§ **YOUR GOAL**: Nothing should be output except the lines from the top of the material below through the line that contains "let series = self.series.lock().ok()?;", each exactly as written.

§ **RECORD EXCERPTS**:
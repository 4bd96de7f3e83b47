use chrono::{DateTime, Utc};
use serde::Serialize;
use std::collections::{BTreeMap, VecDeque};
use std::sync::Mutex;

#[derive(Debug, Clone, Copy, PartialEq, Serialize)]
pub struct MetricPoint {
    pub value: f64,
    pub timestamp: DateTime<Utc>,
}

/// Named metric series, each a ring buffer that drops its oldest sample
/// once full.
#[derive(Debug)]
pub struct MetricsCollector {
    capacity: usize,
    series: Mutex<BTreeMap<String, VecDeque<MetricPoint>>>,
}

impl MetricsCollector {
    pub fn new(capacity: usize) -> Self {
        Self {
            capacity: capacity.max(1),
            series: Mutex::new(BTreeMap::new()),
        }
    }

    pub fn record(&self, name: &str, value: f64) {
        self.record_at(name, value, Utc::now());
    }

    pub fn record_at(&self, name: &str, value: f64, timestamp: DateTime<Utc>) {
        let Ok(mut series) = self.series.lock() else {
            return;
        };
        let points = series.entry(name.to_string()).or_default();
        if points.len() == self.capacity {
            points.pop_front();
        }
        points.push_back(MetricPoint { value, timestamp });
    }

    pub fn values(&self, name: &str) -> Vec<MetricPoint> {
        self.series
            .lock()
            .ok()
            .and_then(|series| series.get(name).map(|p| p.iter().copied().collect()))
            .unwrap_or_default()
    }

    pub fn latest(&self, name: &str) -> Option<f64> {
        self.series
            .lock()
            .ok()
            .and_then(|series| series.get(name).and_then(|p| p.back().map(|pt| pt.value)))
    }

    #[allow(clippy::cast_precision_loss)]
    pub fn average(&self, name: &str) -> Option<f64> {
        let series = self.series.lock().ok()?;
        let points = series.get(name)?;
        if points.is_empty() {
            return None;
        }
        Some(points.iter().map(|p| p.value).sum::<f64>() / points.len() as f64)
    }

    pub fn names(&self) -> Vec<String> {
        self.series
            .lock()
            .map(|series| series.keys().cloned().collect())
            .unwrap_or_default()
    }

    pub fn clear(&self, name: &str) {
        if let Ok(mut series) = self.series.lock() {
            series.remove(name);
        }
    }

    pub fn clear_all(&self) {
        if let Ok(mut series) = self.series.lock() {
            series.clear();
        }
    }

    /// Latest value of every series.
    pub fn summary(&self) -> BTreeMap<String, f64> {
        self.series
            .lock()
            .map(|series| {
                series
                    .iter()
                    .filter_map(|(name, points)| points.back().map(|p| (name.clone(), p.value)))
                    .collect()
            })
            .unwrap_or_default()
    }
}
use super::types::{FeedbackResponse, ResponseAction};
use crate::config::FeedbackConfig;
use crate::util::elapsed_ms;
use chrono::{DateTime, Timelike, Utc};
use std::collections::VecDeque;

const HISTORY_CAPACITY: usize = 1_000;
const RECOMPUTE_EVERY_MS: u64 = 3_600_000;

#[derive(Debug, Clone, Copy, Default, PartialEq, Eq)]
pub struct HourBucket {
    pub accepted: usize,
    pub total: usize,
}

impl HourBucket {
    #[allow(clippy::cast_precision_loss)]
    pub fn acceptance_rate(&self) -> Option<f64> {
        (self.total > 0).then(|| self.accepted as f64 / self.total as f64)
    }
}

/// Learns from how the writer responds to feedback.
///
/// Hour-of-day acceptance buckets are recomputed from the response history
/// at most once per hour; streak and overall rate are always live.
#[derive(Debug)]
pub struct UserPatternTracker {
    history: VecDeque<FeedbackResponse>,
    hourly: [HourBucket; 24],
    last_recompute: Option<DateTime<Utc>>,
    min_acceptance_rate: f64,
    min_hour_samples: usize,
}

impl UserPatternTracker {
    pub fn new(config: &FeedbackConfig) -> Self {
        Self {
            history: VecDeque::new(),
            hourly: [HourBucket::default(); 24],
            last_recompute: None,
            min_acceptance_rate: config.min_acceptance_rate,
            min_hour_samples: config.min_hour_samples,
        }
    }

    pub fn record_response(&mut self, response: FeedbackResponse) {
        self.record_response_at(response, Utc::now());
    }

    pub fn record_response_at(&mut self, response: FeedbackResponse, now: DateTime<Utc>) {
        if self.history.len() == HISTORY_CAPACITY {
            self.history.pop_front();
        }
        self.history.push_back(response);

        let due = self
            .last_recompute
            .is_none_or(|last| elapsed_ms(last, now) >= RECOMPUTE_EVERY_MS);
        if due {
            self.recompute();
            self.last_recompute = Some(now);
        }
    }

    fn recompute(&mut self) {
        let mut hourly = [HourBucket::default(); 24];
        for response in &self.history {
            let bucket = &mut hourly[response.timestamp.hour() as usize];
            bucket.total += 1;
            if response.action == ResponseAction::Accepted {
                bucket.accepted += 1;
            }
        }
        self.hourly = hourly;
        tracing::debug!(responses = self.history.len(), "user response patterns recomputed");
    }

    pub fn hour_bucket(&self, hour: u32) -> HourBucket {
        self.hourly.get(hour as usize).copied().unwrap_or_default()
    }

    /// True unless this hour has enough history and a poor acceptance rate.
    pub fn is_good_time_at(&self, now: DateTime<Utc>) -> bool {
        let bucket = self.hour_bucket(now.hour());
        if bucket.total < self.min_hour_samples {
            return true;
        }
        bucket
            .acceptance_rate()
            .is_none_or(|rate| rate >= self.min_acceptance_rate)
    }

    #[allow(clippy::cast_precision_loss)]
    pub fn acceptance_rate(&self) -> Option<f64> {
        if self.history.is_empty() {
            return None;
        }
        let accepted = self
            .history
            .iter()
            .filter(|r| r.action == ResponseAction::Accepted)
            .count();
        Some(accepted as f64 / self.history.len() as f64)
    }

    /// Consecutive rejected or ignored responses at the end of the history.
    pub fn negative_streak(&self) -> usize {
        self.history
            .iter()
            .rev()
            .take_while(|r| r.is_negative())
            .count()
    }

    pub fn last_response_at(&self) -> Option<DateTime<Utc>> {
        self.history.back().map(|r| r.timestamp)
    }

    pub fn response_count(&self) -> usize {
        self.history.len()
    }
}

/// Tracks editor activity to tell when the writer has paused.
#[derive(Debug)]
pub struct UserActivityMonitor {
    last_activity: Option<DateTime<Utc>>,
    break_after_ms: u64,
}

impl UserActivityMonitor {
    pub fn new(config: &FeedbackConfig) -> Self {
        Self {
            last_activity: None,
            break_after_ms: config.break_after_ms,
        }
    }

    pub fn record_activity_at(&mut self, now: DateTime<Utc>) {
        self.last_activity = Some(now);
    }

    pub fn last_activity(&self) -> Option<DateTime<Utc>> {
        self.last_activity
    }

    /// No activity seen at all also counts as a break.
    pub fn is_user_in_break_at(&self, now: DateTime<Utc>) -> bool {
        self.last_activity
            .is_none_or(|last| elapsed_ms(last, now) >= self.break_after_ms)
    }
}

#[cfg(test)]
mod tests {
    use super::*;
    use chrono::TimeZone;

    fn at(hour: u32, minute: u32) -> DateTime<Utc> {
        Utc.with_ymd_and_hms(2026, 3, 14, hour, minute, 0).unwrap()
    }

    fn response(action: ResponseAction, when: DateTime<Utc>) -> FeedbackResponse {
        FeedbackResponse {
            feedback_id: "fb".into(),
            action,
            timestamp: when,
            context: None,
        }
    }

    fn config() -> FeedbackConfig {
        FeedbackConfig {
            min_acceptance_rate: 0.5,
            min_hour_samples: 3,
            ..FeedbackConfig::default()
        }
    }

    #[test]
    fn hour_with_few_samples_is_good() {
        let mut t = UserPatternTracker::new(&config());
        t.record_response_at(response(ResponseAction::Rejected, at(9, 0)), at(9, 0));
        assert!(t.is_good_time_at(at(9, 30)));
    }

    #[test]
    fn poor_hour_becomes_bad_after_hourly_recompute() {
        let mut t = UserPatternTracker::new(&config());
        t.record_response_at(response(ResponseAction::Rejected, at(9, 0)), at(9, 0));
        t.record_response_at(response(ResponseAction::Rejected, at(9, 10)), at(9, 10));
        t.record_response_at(response(ResponseAction::Ignored, at(9, 20)), at(9, 20));
        // Buckets were last computed at 09:00 with a single sample.
        assert!(t.is_good_time_at(at(9, 30)));

        t.record_response_at(response(ResponseAction::Accepted, at(10, 5)), at(10, 5));
        assert_eq!(t.hour_bucket(9), HourBucket { accepted: 0, total: 3 });
        assert!(!t.is_good_time_at(at(9, 45)));
        assert!(t.is_good_time_at(at(10, 45)));
    }

    #[test]
    fn streak_and_rate_are_live() {
        let mut t = UserPatternTracker::new(&config());
        assert_eq!(t.acceptance_rate(), None);
        t.record_response_at(response(ResponseAction::Accepted, at(8, 0)), at(8, 0));
        t.record_response_at(response(ResponseAction::Rejected, at(8, 1)), at(8, 1));
        t.record_response_at(response(ResponseAction::Ignored, at(8, 2)), at(8, 2));
        assert_eq!(t.negative_streak(), 2);
        assert_eq!(t.acceptance_rate(), Some(1.0 / 3.0));
        assert_eq!(t.last_response_at(), Some(at(8, 2)));
    }

    #[test]
    fn break_detection_uses_threshold() {
        let mut m = UserActivityMonitor::new(&FeedbackConfig {
            break_after_ms: 3_000,
            ..FeedbackConfig::default()
        });
        let start = at(12, 0);
        assert!(m.is_user_in_break_at(start));

        m.record_activity_at(start);
        assert!(!m.is_user_in_break_at(start + chrono::Duration::milliseconds(2_999)));
        assert!(m.is_user_in_break_at(start + chrono::Duration::milliseconds(3_000)));
    }
}
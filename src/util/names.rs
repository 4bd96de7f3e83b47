//! Lexical scanning for proper names in prose.

const MIN_NAME_CHARS: usize = 3;

/// Capitalised words that are never character names.
const COMMON_WORDS: &[&str] = &[
    "The", "And", "But", "Then", "When", "She", "He", "They", "His", "Her", "Their", "This",
    "That", "There", "What", "Where", "Who", "Why", "How", "Mr", "Mrs", "Ms", "Dr", "Chapter",
    "Monday", "Tuesday", "Wednesday", "Thursday", "Friday", "Saturday", "Sunday",
];

/// Words that put the following name in a place rather than a person.
const PLACE_PREPOSITIONS: &[&str] = &["in", "at", "from", "to", "into", "near", "across"];

/// One alphabetic word with its character offsets.
#[derive(Debug, Clone, PartialEq, Eq)]
pub struct Word {
    pub text: String,
    pub start: usize,
    pub end: usize,
    pub sentence_start: bool,
}

impl Word {
    /// The word with any possessive `'s` removed.
    pub fn base(&self) -> &str {
        self.text.trim_end_matches("'s")
    }
}

pub fn words(content: &str) -> Vec<Word> {
    let mut out = Vec::new();
    let mut current = String::new();
    let mut start = 0;
    let mut at_sentence_start = true;
    let mut word_sentence_start = true;

    for (idx, ch) in content.chars().enumerate() {
        if ch.is_alphabetic() || (ch == '\'' && !current.is_empty()) {
            if current.is_empty() {
                start = idx;
                word_sentence_start = at_sentence_start;
            }
            current.push(ch);
            continue;
        }

        if !current.is_empty() {
            let text = std::mem::take(&mut current);
            out.push(Word {
                end: start + text.chars().count(),
                text,
                start,
                sentence_start: word_sentence_start,
            });
            at_sentence_start = false;
        }
        if matches!(ch, '.' | '!' | '?' | '\n') {
            at_sentence_start = true;
        }
    }

    if !current.is_empty() {
        out.push(Word {
            end: start + current.chars().count(),
            text: current,
            start,
            sentence_start: word_sentence_start,
        });
    }
    out
}

pub fn looks_like_name(word: &str) -> bool {
    let mut chars = word.chars();
    let Some(first) = chars.next() else {
        return false;
    };
    first.is_uppercase()
        && chars.all(|c| c.is_lowercase() || c == '\'')
        && word.chars().count() >= MIN_NAME_CHARS
        && !COMMON_WORDS.contains(&word.trim_end_matches("'s"))
}

/// Names found mid-sentence, split into people and places by the word in
/// front of them. Each list keeps first-appearance order without repeats.
#[derive(Debug, Default, Clone, PartialEq, Eq)]
pub struct NameScan {
    pub characters: Vec<String>,
    pub locations: Vec<String>,
}

pub fn scan_names(content: &str) -> NameScan {
    let words = words(content);
    let mut scan = NameScan::default();

    for (idx, word) in words.iter().enumerate() {
        if word.sentence_start || !looks_like_name(&word.text) {
            continue;
        }
        let after_preposition = idx
            .checked_sub(1)
            .and_then(|prev| words.get(prev))
            .is_some_and(|prev| PLACE_PREPOSITIONS.contains(&prev.text.to_lowercase().as_str()));
        let list = if after_preposition {
            &mut scan.locations
        } else {
            &mut scan.characters
        };
        if !list.iter().any(|name| name == word.base()) {
            list.push(word.base().to_string());
        }
    }

    // A name seen both ways is a person who was somewhere.
    scan.locations
        .retain(|place| !scan.characters.iter().any(|name| name == place));
    scan
}

#[cfg(test)]
mod tests {
    use super::*;

    #[test]
    fn words_track_offsets_and_sentence_starts() {
        let w = words("Mara ran. Then Tobias's dog barked");
        assert_eq!(w[0].text, "Mara");
        assert!(w[0].sentence_start);
        assert!(!w[1].sentence_start);
        assert!(w[2].sentence_start);
        assert_eq!(w[3].base(), "Tobias");
        assert_eq!((w[3].start, w[3].end), (15, 23));
    }

    #[test]
    fn name_shape_rules() {
        assert!(looks_like_name("Elena"));
        assert!(looks_like_name("Elena's"));
        assert!(!looks_like_name("Al"));
        assert!(!looks_like_name("NASA"));
        assert!(!looks_like_name("elena"));
        assert!(!looks_like_name("Monday"));
    }

    #[test]
    fn places_follow_prepositions() {
        let scan = scan_names(
            "The ship left with Elena aboard. They sailed to Lisbon and met Marcus in Porto. \
             Later Elena wrote from Porto.",
        );
        assert_eq!(scan.characters, vec!["Elena", "Marcus"]);
        assert_eq!(scan.locations, vec!["Lisbon", "Porto"]);
    }

    #[test]
    fn person_seen_after_preposition_stays_a_person() {
        let scan = scan_names("She waved to Ilsa. Later, Ilsa smiled.");
        assert_eq!(scan.characters, vec!["Ilsa"]);
        assert!(scan.locations.is_empty());
    }
}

§ **SOLUTION FOR THIS TASK**:
repository 4bd96de7f3e83b47
use chrono::{DateTime, Utc};
use serde::Serialize;
use std::collections::{BTreeMap, VecDeque};
use std::sync::Mutex;

#[derive(Debug, Clone, Copy, PartialEq, Serialize)]
pub struct MetricPoint {
    pub value: f64,
    pub timestamp: DateTime<Utc>,
}

/// Named metric series, each a ring buffer that drops its oldest sample
/// once full.
#[derive(Debug)]
pub struct MetricsCollector {
    capacity: usize,
    series: Mutex<BTreeMap<String, VecDeque<MetricPoint>>>,
}

impl MetricsCollector {
    pub fn new(capacity: usize) -> Self {
        Self {
            capacity: capacity.max(1),
            series: Mutex::new(BTreeMap::new()),
        }
    }

    pub fn record(&self, name: &str, value: f64) {
        self.record_at(name, value, Utc::now());
    }

    pub fn record_at(&self, name: &str, value: f64, timestamp: DateTime<Utc>) {
        let Ok(mut series) = self.series.lock() else {
            return;
        };
        let points = series.entry(name.to_string()).or_default();
        if points.len() == self.capacity {
            points.pop_front();
        }
        points.push_back(MetricPoint { value, timestamp });
    }

    pub fn values(&self, name: &str) -> Vec<MetricPoint> {
        self.series
            .lock()
            .ok()
            .and_then(|series| series.get(name).map(|p| p.iter().copied().collect()))
            .unwrap_or_default()
    }

    pub fn latest(&self, name: &str) -> Option<f64> {
        self.series
            .lock()
            .ok()
            .and_then(|series| series.get(name).and_then(|p| p.back().map(|pt| pt.value)))
    }

    #[allow(clippy::cast_precision_loss)]
    pub fn average(&self, name: &str) -> Option<f64> {
        let series = self.series.lock().ok()?;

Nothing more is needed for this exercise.